Sorry, yes, tendency to lapse into jargon.
Alan Fox,
Sex (according to me) is the cycle – alternation of haploidy and diploidy. Syngamy/fusion of two haploids makes the diploid, reduction/meiosis releases them.
John Harshman,
I am trying to reinstate the male from its lowly perch. Of course it’s not just males that disperse and mix given sex, it’s mating in general. But this tendency to view males as a useless contrivance gives them insufficient credit.

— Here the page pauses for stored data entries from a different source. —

//! Core domain types and logic.
//!
//! Language front end: [`span`], [`lexer`], [`ast`], [`parser`], [`lower`].
//! Runtime: [`value`], [`builtins`], [`ir`], [`eval`], [`program`].
//! Simulation: [`input`], [`backtest`], [`metrics`].

pub mod ast;
pub mod backtest;
pub mod builtins;
pub mod config_validation;
pub mod docstrings;
pub mod error;
pub mod eval;
pub mod input;
pub mod ir;
pub mod lexer;
pub mod lower;
pub mod metrics;
pub mod parser;
pub mod program;
pub mod span;
pub mod value;
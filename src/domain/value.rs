//! Lazy numeric values.
//!
//! A [`Value`] is a total function from a sample offset to a number. Offset 0
//! is the latest sample and larger offsets reach further into the past. Reads
//! that fall outside the available history return NaN instead of failing.

use std::fmt;
use std::sync::Arc;

#[derive(Clone)]
pub struct Value(Arc<dyn Fn(usize) -> f64 + Send + Sync>);

impl Value {
    pub fn from_fn(f: impl Fn(usize) -> f64 + Send + Sync + 'static) -> Self {
        Self(Arc::new(f))
    }

    pub fn constant(x: f64) -> Self {
        Self::from_fn(move |_| x)
    }

    /// View of an oldest-first series: offset `t` reads element `len - 1 - t`.
    pub fn from_series(series: Arc<[f64]>) -> Self {
        Self::from_fn(move |t| {
            let len = series.len();
            if t < len { series[len - 1 - t] } else { f64::NAN }
        })
    }

    #[inline]
    pub fn at(&self, t: usize) -> f64 {
        (self.0)(t)
    }

    /// Pointwise unary map.
    pub fn map(&self, f: impl Fn(f64) -> f64 + Send + Sync + 'static) -> Self {
        let x = self.clone();
        Self::from_fn(move |t| f(x.at(t)))
    }

    /// Pointwise combination of two values.
    pub fn zip_with(&self, other: &Value, f: impl Fn(f64, f64) -> f64 + Send + Sync + 'static) -> Self {
        let (a, b) = (self.clone(), other.clone());
        Self::from_fn(move |t| f(a.at(t), b.at(t)))
    }

    /// Evaluate over the last `len` samples, oldest first.
    pub fn materialize(&self, len: usize) -> Vec<f64> {
        (0..len).map(|i| self.at(len - 1 - i)).collect()
    }
}

impl fmt::Debug for Value {
    fn fmt(&self, f: &mut fmt::Formatter<'_>) -> fmt::Result {
        f.debug_tuple("Value").field(&self.at(0)).finish()
    }
}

Whether they attract females or seek them, or just squirt their gametes out hopefully, they are involved in a ‘stirring’ that is not present in asexuals, besides being perfectly respectable containers for genes.
Due to the need to find mates, some component of it must be in obligate species. I’m not saying that’s the only cause of dispersal.
Allan Miller,
You should be packing sun cream and bear repellent!
Art Hunt convinced me that plants get overlooked when evolution gets discussed. Sex as a desperate measure when things get tough. And even then self-fertilisation as a last resort.
Alan Fox,
🙂
That’s true. I try and keep them in mind. Fungi too; they are multicellular haploids that become diploid only briefly. And as for protists … everything that’s not a prokaryote is a protist, to a reasonable approximation.
Diplocentricity. The idea it’s all ‘for’ the diploid organism. That’s what I’m arguing against!
Who considers males to be useless contrivances? What tendency? There’s no need to rescue anyone here, but I merely point out that your most recent attempt at rescue doesn’t make a case for males. None of this helps advance any point about either the origin or the maintenance of sex.
It isn’t true either. True, some dispersal is necessary in an obligate outcrosser, if only the dispersal of sperm from one individual to an immediately adjacent one. But that isn’t what you were talking about: it was panmixis. Now in fact no species approaches panmixis very closely, but you are implying that long-distance male dispersal is necessary to produce some approximation of it. Why approximate panmixis should be necessary, why it would have to be males doing the dispersing, and why dispersing needs any genetically programmed component are not at all clear. I’m trying to point out that perhaps none of that is true. Perhaps you wrote off the cuff and have lost focus a bit?
Here we go again.
Indeed. It was destined to happen! It is so ingrained that they don’t even know they are doing it.
There must be an advantage to birds losing an ovary else it would never have happened! There must be an advantage to sightlessness else blindness would never happen!
I believe that anisogamy developed in multicellular species, as the division of labour enabled the provisioning of the female gamete, right? It follows that all alleles contributing to anisogamy were benificial, as they increased the survival of the zygote by stacking it with resources. The constraint on male gametes to remain motile is what prevents the re-establishment of isogamy, and allows secondary asexuals to reap a substantial advantage, once they arise.
Are you saying it would happen without an advantage? Or are you saying the designer made it without it accomplishing some function that is advantageous to the organism? Are you saying syngamy is technically useless and only there because the designer sorta liked to make it?
Ironically, in the other thread where we are arguing about GAs and other forms of evolutionary computation, a paper has been cited that would help you make sense of why Allan said what he did. The general idea is that more complex traits usually only evolve if they (and depending on how complex they are, some of their intermediate stages) are adaptive.
So, if we assume syngamy evolved, given that it is a rather complex trait, it and/or several of it’s intermediate stages must have been adaptive. And the challenge then is to identify in what way (under which circumstances) they could be adaptive.